“Saturday starts with a Danish breakfast of black tea, toasted rye bread, fruit and yoghurt at my house near Hejlskov, in a beautiful estate overlooking Limfjord, with forest all around. I get up when it’s light – between 5am and 6am in summer or 7am to 8am in winter – then light a fire and candles to make the house feel cosy for my daughters, Toka, 15, and Freja, 11. After breakfast, we all go for a walk along the sound, or I hop on my mountain bike for a 20-mile ride – I love being surrounded by nature and find it helps me attain a Yin-Yang balance in my life.
I travel abroad 150 days a year, so I like to spend the weekends with my children and having friends over for a meal. I find cooking very relaxing and a good way to switch off from the working week. I get organic food delivered from Skagenfood, in Skagen, at the northernmost tip of Denmark. They bring fresh fish, a mixed box of meat – duck, veal, pork, chicken – and a mixed box of vegetables and fruit. I never know what will arrive, so I’ve learnt to be inventive if, for example, cod and mangos turn up together.
Sometimes I take the children into Viborg, the former capital of Jutland, for some shopping. Dahls Vinhandel is a nice little shop selling fine wine, coffee, tea, condiments and chocolates, and Sinnerup is a good department store for household items. Then we drop into Café Morville for apple pie and hot chocolate before going home to start cooking.
If I’ve invited my Spanish friends over, I make a fish soup that we eat with aïoli and bread. For other friends, I often cook a leg of lamb, grilling it outside on a rotisserie in summer or making a casserole or stew in winter. Occasionally, we all eat out in Skive; Hotel Strandtangen has a very good restaurant, or we go to A Hereford Beefstouw, a classy steakhouse in the Krabbesholm forest, overlooking the local marina and sound. But generally we eat at home as the children love cooking.
Throughout the weekend we listen to music – mainly Bach, Pink Floyd and the Eagles – and we play lots of YouTube clips of current songs. I also read newspapers online – Jyllands-Posten, one of the biggest Danish newspapers; the South China Morning Post; The New York Times; Børsen, Denmark’s business newspaper; and Information, a Danish daily.
If we haven’t got guests, we watch DVDs after supper in our home cinema, which has a big screen and surround sound. I enjoy comedy – the Marx Brothers, Fawlty Towers, A Fish Called Wanda. Monty Python and the Marx Brothers are true masters of the genre.

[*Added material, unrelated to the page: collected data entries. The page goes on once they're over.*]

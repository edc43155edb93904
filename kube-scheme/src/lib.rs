//! Type registry, defaulting and conversion for versioned Kubernetes objects
//!
//! A [`Scheme`] binds each kind (group, version, kind) to a versioned Rust type and to the
//! internal representation shared by all versions of that kind. On top of the registry it
//! offers the four operations the API machinery needs for a single object:
//!
//! - [`Scheme::decode`] / [`Scheme::encode`]: self-describing JSON, no type hint required
//! - [`Scheme::apply_defaults`]: kind-specific defaulting of omitted fields
//! - [`Scheme::to_internal`] / [`Scheme::to_external`] (or [`Scheme::convert`]): conversion
//!   between the user-facing and the internal representation
//!
//! ```
//! use kube_scheme::{apis::extensions::{self, v1beta1}, scheme};
//!
//! let data = br#"{"apiVersion":"extensions/v1beta1","kind":"Deployment","spec":{}}"#;
//! let mut deployment: v1beta1::Deployment = scheme().decode_as(data)?;
//! scheme().apply_defaults(&mut deployment)?;
//! let internal: extensions::Deployment = scheme().convert(&deployment)?;
//! assert_eq!(internal.spec.replicas, 1);
//! # Ok::<(), kube_scheme::Error>(())
//! ```
#![cfg_attr(docsrs, feature(doc_cfg))]
#![deny(missing_docs)]
#![forbid(unsafe_code)]

pub mod apis;

pub mod codec;

pub mod config;
pub use config::SchemeConfig;

pub mod conversion;
pub use conversion::Converter;

pub mod defaulting;
pub use defaulting::Defaulter;

pub mod gvk;
pub use gvk::{GroupKind, GroupVersion, GroupVersionKind};

pub mod labels;

pub mod metadata;
pub use metadata::TypeMeta;

pub mod pod;
pub use pod::{PodDefaults, PodTemplateDefaulter};

mod scheme;
pub use scheme::{scheme, KindInfo, Object, Scheme, SchemeType, Versioned};

mod error;
pub use error::{ConversionError, DecodeError, EncodeError, Error};

/// Convient alias for `Result<T, Error>`
pub type Result<T, E = Error> = std::result::Result<T, E>;
use thiserror::Error;

use crate::gvk::{GroupVersionKind, ParseGroupVersionError};

/// Possible errors from registering, encoding, decoding, defaulting or converting objects
#[derive(Error, Debug)]
pub enum Error {
    /// The kind was never registered
    #[error("no kind is registered for {0}")]
    UnknownKind(GroupVersionKind),

    /// The kind, or the type backing it, is already bound
    #[error("{0} is already registered")]
    DuplicateKind(GroupVersionKind),

    /// Bytes could not be turned into a registered object
    #[error("failed to decode object: {0}")]
    Decode(#[source] DecodeError),

    /// An object could not be turned into bytes
    #[error("failed to encode object: {0}")]
    Encode(#[source] EncodeError),

    /// A value has no mapping rule between representations
    #[error("failed to convert object: {0}")]
    Conversion(#[source] ConversionError),

    /// The top-level object handed to an operation is not usable
    #[error("invalid argument: {0}")]
    InvalidArgument(String),
}

impl From<DecodeError> for Error {
    fn from(err: DecodeError) -> Self {
        Error::Decode(err)
    }
}

impl From<EncodeError> for Error {
    fn from(err: EncodeError) -> Self {
        Error::Encode(err)
    }
}

impl From<ConversionError> for Error {
    fn from(err: ConversionError) -> Self {
        Error::Conversion(err)
    }
}

/// Failures reading an encoded object
#[derive(Error, Debug)]
pub enum DecodeError {
    /// The bytes are not a well-formed object of the named kind
    #[error("malformed object: {0}")]
    Malformed(#[source] serde_json::Error),

    /// `apiVersion` or `kind` is absent
    #[error("object has no type information: {0}")]
    MissingTypeMeta(#[source] serde_json::Error),

    /// `apiVersion` does not parse
    #[error(transparent)]
    InvalidApiVersion(#[from] ParseGroupVersionError),

    /// The bytes carry a different kind than the caller asked for
    #[error("expected {expected}, found {found}")]
    UnexpectedKind {
        /// The type the caller requested
        expected: &'static str,
        /// The kind embedded in the bytes
        found: GroupVersionKind,
    },
}

/// Failures writing an object
#[derive(Error, Debug)]
pub enum EncodeError {
    /// No kind is bound to the value's type
    #[error("type {0} is not registered")]
    Unregistered(&'static str),

    /// The value could not be serialized
    #[error("failed to serialize object: {0}")]
    Serialize(#[source] serde_json::Error),

    /// The value serialized to something other than a JSON object
    #[error("{0} did not serialize to an object")]
    NotAnObject(GroupVersionKind),
}

/// A value that has no mapping rule between the external and internal representations
#[derive(Error, Debug, Clone, PartialEq, Eq)]
#[error("{field}: {message}")]
pub struct ConversionError {
    /// Path of the field lacking a rule, as named by its JSON serialization
    pub field: String,
    /// Human-readable description
    pub message: String,
}

impl ConversionError {
    /// Construct a conversion error for a field path
    pub fn new(field: impl Into<String>, message: impl Into<String>) -> Self {
        Self {
            field: field.into(),
            message: message.into(),
        }
    }
}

Sunday mornings start late as the children like to sleep in. If the weather is good, we take our dinghy out and sail to one of the small villages to buy a hot-dog. Or we climb into the pine forest where it’s very quiet apart from birdsong and wildlife. It’s incredibly peaceful – my nearest neighbour is 2km away. If we have guests staying for the weekend, we might take them to see Elia, a sculpture by Ingvar Cronhammar that looks like something out of a Jules Verne novel and has attracted a lot of folklore, even though it’s a contemporary piece. I love its monumental size – 32m tall – and there are steps part of the way up.
On Sunday, I often go for a walk along the coast to my father’s house in Virksund to drink coffee and give him the company news, as he is now 85 and has stepped back from the business. Once home, I spend an hour in the studio, which is in the lower part of my house, and line things up for Monday. Then I’ll make a nice dinner and relax. There’s so much going on during the week – we are currently opening an office in Shanghai – that my favourite way to spend weekends is in a peaceful cocoon, at home with my kids.”